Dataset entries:
○ ○ ○ ○

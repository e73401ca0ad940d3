/// Kind of pass currently being rendered.
///
/// Decides which instances are eligible and which material entry point is
/// called.
#[derive(Debug, Clone, Copy, PartialEq, Eq, Hash, Default)]
pub enum RenderPass {
    #[default]
    Color,
    /// Depth-only, restricted to shadow casters.
    Shadow,
    /// Object ids, restricted to selectable nodes.
    Picking,
}
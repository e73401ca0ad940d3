//! GPU Backend Abstraction
//!
//! The renderer never talks to a graphics API directly. Everything it needs
//! from the GPU goes through the [`GpuBackend`] trait:
//!
//! - Viewport and fixed-function pipeline state ([`PipelineState`])
//! - Scissored clears ([`ClearRequest`])
//! - Offscreen textures (2D and cube) addressed by [`TextureHandle`]
//! - Render-target binding ([`RenderTarget`])
//! - Draw submission ([`DrawCall`])
//! - Timer queries for GPU profiling
//!
//! Two implementations ship with the crate:
//!
//! | Backend | Use |
//! |---------|-----|
//! | [`HeadlessBackend`] | CPU-only command recorder, used by tests and tools |
//! | [`WgpuBackend`] | Real GPU textures, clears, copies and timestamp queries |

mod clear_quad;
pub mod headless;
pub mod state;
pub mod wgpu_backend;

use std::any::Any;

use bitflags::bitflags;
use glam::{Mat4, Vec4};
use serde::{Deserialize, Serialize};
use slotmap::new_key_type;

use crate::resources::MeshKey;

pub use headless::{BackendCommand, HeadlessBackend};
pub use state::{PipelineState, ResetState, StateScope};
pub use wgpu_backend::{DrawEncoder, WgpuBackend};

new_key_type! {
    /// Handle of a texture owned by a [`GpuBackend`].
    pub struct TextureHandle;
}

// ============================================================================
// Viewport
// ============================================================================

/// Pixel-space rectangle (`x`, `y` is the lower-left corner).
#[derive(Debug, Clone, Copy, PartialEq, Eq, Default, Serialize, Deserialize)]
pub struct Viewport {
    pub x: i32,
    pub y: i32,
    pub width: i32,
    pub height: i32,
}

impl Viewport {
    #[must_use]
    pub const fn new(x: i32, y: i32, width: i32, height: i32) -> Self {
        Self {
            x,
            y,
            width,
            height,
        }
    }

    /// Viewport covering a whole surface of the given size.
    #[must_use]
    pub const fn from_size(width: u32, height: u32) -> Self {
        Self::new(0, 0, width as i32, height as i32)
    }

    #[inline]
    #[must_use]
    pub fn as_vec4(&self) -> Vec4 {
        Vec4::new(
            self.x as f32,
            self.y as f32,
            self.width as f32,
            self.height as f32,
        )
    }

    /// True when the rectangle has no area.
    #[inline]
    #[must_use]
    pub fn is_empty(&self) -> bool {
        self.width <= 0 || self.height <= 0
    }

    /// Width divided by height, or 1.0 for degenerate rectangles.
    #[must_use]
    pub fn aspect(&self) -> f32 {
        if self.height == 0 {
            1.0
        } else {
            self.width as f32 / self.height as f32
        }
    }
}

// ============================================================================
// Textures & Targets
// ============================================================================

/// Dimensionality of a backend texture.
#[derive(Debug, Clone, Copy, PartialEq, Eq, Hash)]
pub enum TextureKind {
    Texture2D,
    Cube,
}

#[derive(Debug, Clone, Copy, PartialEq, Eq, Hash)]
pub enum TextureFormat {
    Rgba8,
    Rgba16Float,
    Depth32,
}

impl TextureFormat {
    #[inline]
    #[must_use]
    pub fn is_depth(self) -> bool {
        matches!(self, Self::Depth32)
    }
}

#[derive(Debug, Clone, Copy, PartialEq, Eq)]
pub struct TextureDesc {
    pub kind: TextureKind,
    pub format: TextureFormat,
    pub width: u32,
    pub height: u32,
}

impl TextureDesc {
    #[must_use]
    pub fn color_2d(width: u32, height: u32) -> Self {
        Self {
            kind: TextureKind::Texture2D,
            format: TextureFormat::Rgba8,
            width,
            height,
        }
    }

    #[must_use]
    pub fn depth_2d(size: u32) -> Self {
        Self {
            kind: TextureKind::Texture2D,
            format: TextureFormat::Depth32,
            width: size,
            height: size,
        }
    }

    #[must_use]
    pub fn cube(size: u32, format: TextureFormat) -> Self {
        Self {
            kind: TextureKind::Cube,
            format,
            width: size,
            height: size,
        }
    }
}

/// Face of a cube texture, in the conventional array-layer order.
#[derive(Debug, Clone, Copy, PartialEq, Eq, Hash)]
pub enum CubeFace {
    PosX,
    NegX,
    PosY,
    NegY,
    PosZ,
    NegZ,
}

impl CubeFace {
    pub const ALL: [CubeFace; 6] = [
        CubeFace::PosX,
        CubeFace::NegX,
        CubeFace::PosY,
        CubeFace::NegY,
        CubeFace::PosZ,
        CubeFace::NegZ,
    ];

    /// Array layer of this face.
    #[inline]
    #[must_use]
    pub fn layer(self) -> u32 {
        self as u32
    }
}

/// A texture (or one face of a cube texture) bound as the draw destination.
#[derive(Debug, Clone, Copy, PartialEq, Eq)]
pub struct RenderTarget {
    pub texture: TextureHandle,
    pub face: Option<CubeFace>,
}

impl RenderTarget {
    #[must_use]
    pub fn texture(texture: TextureHandle) -> Self {
        Self {
            texture,
            face: None,
        }
    }

    #[must_use]
    pub fn cube_face(texture: TextureHandle, face: CubeFace) -> Self {
        Self {
            texture,
            face: Some(face),
        }
    }
}

// ============================================================================
// Clears & Draws
// ============================================================================

bitflags! {
    /// Buffers affected by a clear.
    #[derive(Debug, Clone, Copy, PartialEq, Eq)]
    pub struct ClearFlags: u8 {
        const COLOR   = 1 << 0;
        const DEPTH   = 1 << 1;
        const STENCIL = 1 << 2;
    }
}

/// A clear restricted to a scissor rectangle.
#[derive(Debug, Clone, Copy, PartialEq)]
pub struct ClearRequest {
    pub rect: Viewport,
    pub flags: ClearFlags,
    pub color: Vec4,
    pub depth: f32,
    pub stencil: u32,
}

impl ClearRequest {
    #[must_use]
    pub fn new(rect: Viewport, flags: ClearFlags, color: Vec4) -> Self {
        Self {
            rect,
            flags,
            color,
            depth: 1.0,
            stencil: 0,
        }
    }
}

/// Primitive topology of a draw.
#[derive(Debug, Clone, Copy, PartialEq, Eq, Hash, Default, Serialize, Deserialize)]
pub enum Primitive {
    #[default]
    Triangles,
    Lines,
    Points,
}

/// One draw issued by a material.
#[derive(Debug, Clone, Copy, PartialEq)]
pub struct DrawCall {
    pub mesh: MeshKey,
    pub primitive: Primitive,
    pub model: Mat4,
    /// Index of the instance in the frame's instance list.
    pub instance: usize,
}

// ============================================================================
// Timer Queries
// ============================================================================

/// State of a GPU timer query.
#[derive(Debug, Clone, Copy, PartialEq)]
pub enum QueryStatus {
    /// The backend has no timer queries.
    Unsupported,
    /// The result is not available yet.
    Pending,
    /// Elapsed GPU time in milliseconds.
    Ready(f64),
}

// ============================================================================
// Backend Trait
// ============================================================================

/// Everything the renderer requires from a graphics API.
///
/// The renderer assumes exclusive access to the backend for the duration of
/// a frame. Methods never fail: a backend that cannot honor a request logs it
/// and carries on, matching the best-effort behavior of a GL context.
pub trait GpuBackend: Any {
    /// Size of the default framebuffer in pixels.
    fn drawing_buffer_size(&self) -> (u32, u32);

    fn viewport(&self) -> Viewport;
    fn set_viewport(&mut self, viewport: Viewport);

    fn pipeline_state(&self) -> PipelineState;
    fn apply_state(&mut self, state: &PipelineState);

    fn clear(&mut self, request: &ClearRequest);

    fn create_texture(&mut self, desc: &TextureDesc) -> TextureHandle;
    fn release_texture(&mut self, texture: TextureHandle);
    fn texture_desc(&self, texture: TextureHandle) -> Option<TextureDesc>;

    /// Binds a target; `None` binds the default framebuffer.
    fn bind_target(&mut self, target: Option<RenderTarget>);
    fn current_target(&self) -> Option<RenderTarget>;

    /// Copies the color buffer of the current target into `dst`.
    fn copy_color_buffer(&mut self, dst: TextureHandle);

    /// Draws `texture` into the default framebuffer inside `viewport`.
    fn blit_to_screen(&mut self, texture: TextureHandle, viewport: Viewport);

    fn draw(&mut self, call: &DrawCall);

    fn timer_queries_supported(&self) -> bool {
        false
    }
    fn begin_timer_query(&mut self, _slot: usize) {}
    fn end_timer_query(&mut self, _slot: usize) {}
    fn timer_query_result(&mut self, _slot: usize) -> QueryStatus {
        QueryStatus::Unsupported
    }

    /// Called once after the last command of a frame.
    fn end_frame(&mut self) {}

    fn as_any(&self) -> &dyn Any;
    fn as_any_mut(&mut self) -> &mut dyn Any;
}

impl dyn GpuBackend {
    /// Downcasts to a concrete backend.
    pub fn downcast_ref<T: GpuBackend>(&self) -> Option<&T> {
        self.as_any().downcast_ref::<T>()
    }

    pub fn downcast_mut<T: GpuBackend>(&mut self) -> Option<&mut T> {
        self.as_any_mut().downcast_mut::<T>()
    }
}
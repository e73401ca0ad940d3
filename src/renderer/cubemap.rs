use glam::{Vec3, Vec4};

use crate::backend::CubeFace;

/// Camera orientation used to render one cube map face.
#[derive(Debug, Clone, Copy, PartialEq)]
pub struct CubemapFace {
    pub face: CubeFace,
    pub dir: Vec3,
    pub up: Vec3,
}

/// Face directions and up vectors, in layer order.
///
/// The up vectors do not follow a single derivable convention; they match
/// the orientation existing baked cube maps were captured with and must not
/// be changed.
pub const CUBEMAP_FACES: [CubemapFace; 6] = [
    CubemapFace {
        face: CubeFace::PosX,
        dir: Vec3::new(1.0, 0.0, 0.0),
        up: Vec3::new(0.0, -1.0, 0.0),
    },
    CubemapFace {
        face: CubeFace::NegX,
        dir: Vec3::new(-1.0, 0.0, 0.0),
        up: Vec3::new(0.0, -1.0, 0.0),
    },
    CubemapFace {
        face: CubeFace::PosY,
        dir: Vec3::new(0.0, 1.0, 0.0),
        up: Vec3::new(0.0, 0.0, 1.0),
    },
    CubemapFace {
        face: CubeFace::NegY,
        dir: Vec3::new(0.0, -1.0, 0.0),
        up: Vec3::new(0.0, 0.0, -1.0),
    },
    CubemapFace {
        face: CubeFace::PosZ,
        dir: Vec3::new(0.0, 0.0, 1.0),
        up: Vec3::new(0.0, -1.0, 0.0),
    },
    CubemapFace {
        face: CubeFace::NegZ,
        dir: Vec3::new(0.0, 0.0, -1.0),
        up: Vec3::new(0.0, -1.0, 0.0),
    },
];

/// Parameters of a cube map capture.
#[derive(Debug, Clone, Copy, PartialEq)]
pub struct CubemapOptions {
    /// Face size in pixels, used when the texture is allocated here.
    pub size: u32,
    pub near: f32,
    pub far: f32,
    /// Clear color; `None` clears to transparent black.
    pub background: Option<Vec4>,
}

impl Default for CubemapOptions {
    fn default() -> Self {
        Self {
            size: 256,
            near: 1.0,
            far: 1000.0,
            background: None,
        }
    }
}
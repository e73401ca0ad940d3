#[cfg(not(target_arch = "wasm32"))]
pub use std::time::{Duration, Instant};

#[cfg(target_arch = "wasm32")]
pub use web_time::{Duration, Instant};

/// Renderer clock; feeds the time values of [`SceneUniforms`](crate::scene::SceneUniforms).
#[derive(Debug, Clone)]
pub struct FrameClock {
    start: Instant,
    last_frame: Instant,
    delta: Duration,
    elapsed: Duration,
}

impl Default for FrameClock {
    fn default() -> Self {
        Self::new()
    }
}

impl FrameClock {
    #[must_use]
    pub fn new() -> Self {
        let now = Instant::now();
        Self {
            start: now,
            last_frame: now,
            delta: Duration::ZERO,
            elapsed: Duration::ZERO,
        }
    }

    /// Marks the start of a frame.
    pub fn begin_frame(&mut self) {
        let now = Instant::now();
        self.delta = now - self.last_frame;
        self.elapsed = now - self.start;
        self.last_frame = now;
    }

    /// Seconds between the clock start and the current frame.
    #[must_use]
    pub fn elapsed_seconds(&self) -> f32 {
        self.elapsed.as_secs_f32()
    }

    /// Seconds between the previous frame and the current one.
    #[must_use]
    pub fn delta_seconds(&self) -> f32 {
        self.delta.as_secs_f32()
    }
}

#[cfg(test)]
mod tests {
    use super::*;

    #[test]
    fn frames_advance_monotonically() {
        let mut clock = FrameClock::new();
        assert_eq!(clock.elapsed_seconds(), 0.0);

        clock.begin_frame();
        let first = clock.elapsed_seconds();
        clock.begin_frame();
        assert!(clock.elapsed_seconds() >= first);
        assert!(clock.delta_seconds() >= 0.0);
    }
}
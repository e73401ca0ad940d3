//! Utility Module
//!
//! - [`Coroutines`]: single-shot continuations resolved when an event fires
//! - [`FrameClock`]: frame clock (std `Instant`, `web-time` on wasm)

pub mod coroutines;
pub mod time;

pub use coroutines::Coroutines;
pub use time::FrameClock;
use glam::{Mat4, Vec3};
use serde::{Deserialize, Serialize};

/// Axis-aligned bounding box.
#[derive(Debug, Clone, Copy, PartialEq, Default, Serialize, Deserialize)]
pub struct BoundingBox {
    pub min: Vec3,
    pub max: Vec3,
}

impl BoundingBox {
    #[must_use]
    pub fn new(min: Vec3, max: Vec3) -> Self {
        Self { min, max }
    }

    #[must_use]
    pub fn from_center_half_size(center: Vec3, half_size: Vec3) -> Self {
        Self {
            min: center - half_size,
            max: center + half_size,
        }
    }

    /// Box enclosing a cube of edge `size` centered at the origin.
    #[must_use]
    pub fn cube(size: f32) -> Self {
        Self::from_center_half_size(Vec3::ZERO, Vec3::splat(size * 0.5))
    }

    pub fn center(&self) -> Vec3 {
        (self.min + self.max) * 0.5
    }

    pub fn size(&self) -> Vec3 {
        self.max - self.min
    }

    pub fn half_size(&self) -> Vec3 {
        (self.max - self.min) * 0.5
    }

    pub fn union(&self, other: &BoundingBox) -> BoundingBox {
        BoundingBox {
            min: self.min.min(other.min),
            max: self.max.max(other.max),
        }
    }

    pub fn contains_point(&self, point: Vec3) -> bool {
        point.cmpge(self.min).all() && point.cmple(self.max).all()
    }

    /// World-space box enclosing this box after `matrix`.
    pub fn transform(&self, matrix: &Mat4) -> Self {
        let corners = [
            Vec3::new(self.min.x, self.min.y, self.min.z),
            Vec3::new(self.min.x, self.min.y, self.max.z),
            Vec3::new(self.min.x, self.max.y, self.min.z),
            Vec3::new(self.min.x, self.max.y, self.max.z),
            Vec3::new(self.max.x, self.min.y, self.min.z),
            Vec3::new(self.max.x, self.min.y, self.max.z),
            Vec3::new(self.max.x, self.max.y, self.min.z),
            Vec3::new(self.max.x, self.max.y, self.max.z),
        ];

        let mut new_min = Vec3::splat(f32::INFINITY);
        let mut new_max = Vec3::splat(f32::NEG_INFINITY);

        for point in corners {
            let transformed = matrix.transform_point3(point);
            new_min = new_min.min(transformed);
            new_max = new_max.max(transformed);
        }

        Self {
            min: new_min,
            max: new_max,
        }
    }
}

#[derive(Debug, Clone, Copy, PartialEq, Default, Serialize, Deserialize)]
pub struct BoundingSphere {
    pub center: Vec3,
    pub radius: f32,
}

impl BoundingSphere {
    #[must_use]
    pub fn new(center: Vec3, radius: f32) -> Self {
        Self { center, radius }
    }

    /// Smallest box enclosing the sphere.
    #[must_use]
    pub fn to_box(&self) -> BoundingBox {
        BoundingBox::from_center_half_size(self.center, Vec3::splat(self.radius))
    }
}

○ ○ ○ ○

● **What you have to do**:
Looking at the entries above, work out how many lines contain "graphics", then reply with that number and no other words.

● **Result of the exercise**:
2